Figure 5Cellular responses in adolescents three months after COVID-19 vaccination. (A) Analysis of the T-cell response in ChAdOx1 (n = 3) and mRNA-1273 (n = 4) adolescents three months after second dose. Results from IFNγ ELISpot assay are normalised to the DMSO control and expressed as spot forming cells (sfc) per million input PBMC. Response to overlapping peptide pools from Wuhan (circles) or B1.1.529 (diamonds) sequence spike protein.

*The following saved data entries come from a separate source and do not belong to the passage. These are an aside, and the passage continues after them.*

impl TaskRunner {
    pub fn new(pipeline: Arc<Pipeline>, lock: DistributedLock, queue: IngestQueue) -> Self {
        Self {
            pipeline,
            lock,
            queue,
        }
    }

    pub fn queue(&self) -> &IngestQueue {
        &self.queue
    }

    /// Runs `task` under its lock.
    ///
    /// `force` bypasses the lock entirely. It exists for operators recovering
    /// from a wedged backend and gives up the single-runner guarantee, so it
    /// is always logged loudly.
    pub async fn run(&self, task: Task, force: bool) -> Result<JobOutcome<TaskReport>> {
        if force {
            warn!(task = %task, "forced run, bypassing the scheduler lock");
            return Ok(JobOutcome::Completed(self.execute(task).await?));
        }

        match self
            .lock
            .run_exclusive(task.lock_type(), task.lock_ttl(), self.execute(task))
            .await?
        {
            JobOutcome::Completed(report) => Ok(JobOutcome::Completed(report?)),
            JobOutcome::Skipped { remaining } => {
                info!(task = %task, remaining_ms = remaining.as_millis() as u64, "task skipped, lock held elsewhere");
                Ok(JobOutcome::Skipped { remaining })
            }
        }
    }

    async fn execute(&self, task: Task) -> Result<TaskReport> {
        match task {
            Task::DrainQueue => self.drain_queue().await,
            Task::RunDispatch => self.run_dispatch().await,
            Task::Cleanup => self.cleanup(),
        }
    }

    /// Feeds spooled requests through the ingestion pipeline, oldest first.
    async fn drain_queue(&self) -> Result<TaskReport> {
        let entries = self.queue.claim(DRAIN_BATCH)?;

        let mut drained = 0;
        let mut rejected = 0;
        let mut kept = 0;
        for entry in entries {
            let request = IngestRequest {
                body: entry.request.body.clone().into_bytes(),
                shop_domain: entry.request.shop_domain.clone(),
                origin: entry.request.origin.clone(),
                referer: entry.request.referer.clone(),
                signature: entry.request.signature.clone(),
            };

            match self.pipeline.ingest(request).await {
                Ok(_) => {
                    entry.remove()?;
                    drained += 1;
                }
                // Transient conditions clear on their own: the store may come
                // back, the rate-limit window rolls over, an IO hiccup passes.
                // These requests were 202-acknowledged, so they stay queued.
                Err(
                    Rejection::StoreUnavailable
                    | Rejection::RateLimited
                    | Rejection::Internal(_),
                ) => {
                    kept += 1;
                }
                Err(err) => {
                    warn!(entry = %entry.request.id, error = %err, "dropping spooled request");
                    entry.remove()?;
                    rejected += 1;
                }
            }
        }

        let remaining = self.queue.len()?;
        info!(drained, rejected, kept, remaining, "queue drain finished");
        Ok(TaskReport::DrainQueue {
            drained,
            rejected,
            kept,
            remaining,
        })
    }

    /// Re-dispatches receipts whose destinations never got an attempt.
    ///
    /// A crash between the receipt write and the dispatch loop leaves exactly
    /// this gap: a durable receipt, destinations recorded, no attempt rows.
    /// The rebuilt payload reuses the canonical event id, so a destination
    /// that did receive the original call dedups the replay.
    async fn run_dispatch(&self) -> Result<TaskReport> {
        let ledger = self.pipeline.ledger().clone();
        let cutoff = Utc::now()
            - chrono::TimeDelta::from_std(REDISPATCH_GRACE).unwrap_or(chrono::TimeDelta::zero());

        let mut scanned = 0;
        let mut redispatched = 0;
        let mut delivered = 0;
        let mut failed = 0;

        for shop in ledger.shops()? {
            let record = match self.pipeline.resolver().resolve(shop.as_str()).await {
                Ok(record) => record,
                Err(err) => {
                    warn!(shop = %shop, error = %err, "skipping shop during recovery dispatch");
                    continue;
                }
            };

            let attempted: HashSet<_> = ledger
                .read_attempts(&shop)?
                .into_iter()
                .map(|attempt| attempt.event_id)
                .collect();

            for receipt in ledger.read_receipts(&shop)? {
                scanned += 1;
                if receipt.platforms.is_empty()
                    || attempted.contains(&receipt.event_id)
                    || receipt.created_at >= cutoff
                {
                    continue;
                }

                // The original normalized payload is gone; rebuild the parts
                // the destinations actually need from the receipt.
                let event = NormalizedEvent {
                    shop: receipt.shop.clone(),
                    event_type: receipt.event_type,
                    timestamp: receipt.created_at,
                    origin: receipt.origin,
                    consent: ConsentFlags::default(),
                    order_id: None,
                    checkout_token: None,
                    session_id: None,
                    value: receipt.value,
                    currency: receipt.currency.clone(),
                    items: Vec::new(),
                    nonce: None,
                };

                redispatched += 1;
                for platform in &receipt.platforms {
                    let Some(settings) = record.platforms.get(platform) else {
                        warn!(shop = %shop, platform = %platform, "destination no longer configured");
                        continue;
                    };
                    let attempt = self
                        .pipeline
                        .dispatcher()
                        .send(
                            *platform,
                            &event,
                            &receipt.event_id,
                            &receipt.order_key,
                            settings,
                        )
                        .await;
                    ledger.append_attempt(&shop, &attempt)?;
                    match attempt.status {
                        crate::ledger::AttemptStatus::Ok => delivered += 1,
                        _ => failed += 1,
                    }
                }
            }
        }

        info!(scanned, redispatched, delivered, failed, "recovery dispatch finished");
        Ok(TaskReport::RunDispatch {
            receipts_scanned: scanned,
            redispatched,
            delivered,
            failed,
        })
    }

    /// Discards queue entries past the retention window.
    fn cleanup(&self) -> Result<TaskReport> {
        let purged = self.queue.purge_stale(QUEUE_RETENTION)?;
        info!(purged, "queue cleanup finished");
        Ok(TaskReport::Cleanup { purged })
    }
}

Results from previously published data from n = 37 seropositive children aged 4-11 are shown for comparison, dotted line indicates response threshold. (B) Shows the relative change in the response to peptide pools containing peptides from the S1 and S2 spike protein domains of Omicron, expressed relative to the size of the response to Wuhan sequence peptide pools. (C, D) A flow cytometry-based AIM assay was used to identify responding CD4 (CD69+CD40L+) and CD8 (CD69+CD137+) T-cell frequency following overnight stimulation with overlapping Wuhan spike peptides in three adolescents who received mRNA-1273 vaccination. (C) Dots indicate individual donors and frequency of AIM+ CD4 and CD8 T-cells following second dose of vaccine (3 weeks) or three months after second dose (3 Mths). (D) AIM+ CD4 T-cells, were phenotyped to assess memory state, bars represent indicate individual donors (numbered 1-3) and show the proportion of the AIM+ CD4 T-cell population. T effector memory (CD45RA-CCR7-, EM) are subdivided as EM1 – CD27+CD28+, EM2 – CD27+CD28-, EM3 – CD27-CD28-, EM4 - CD27-CD28+).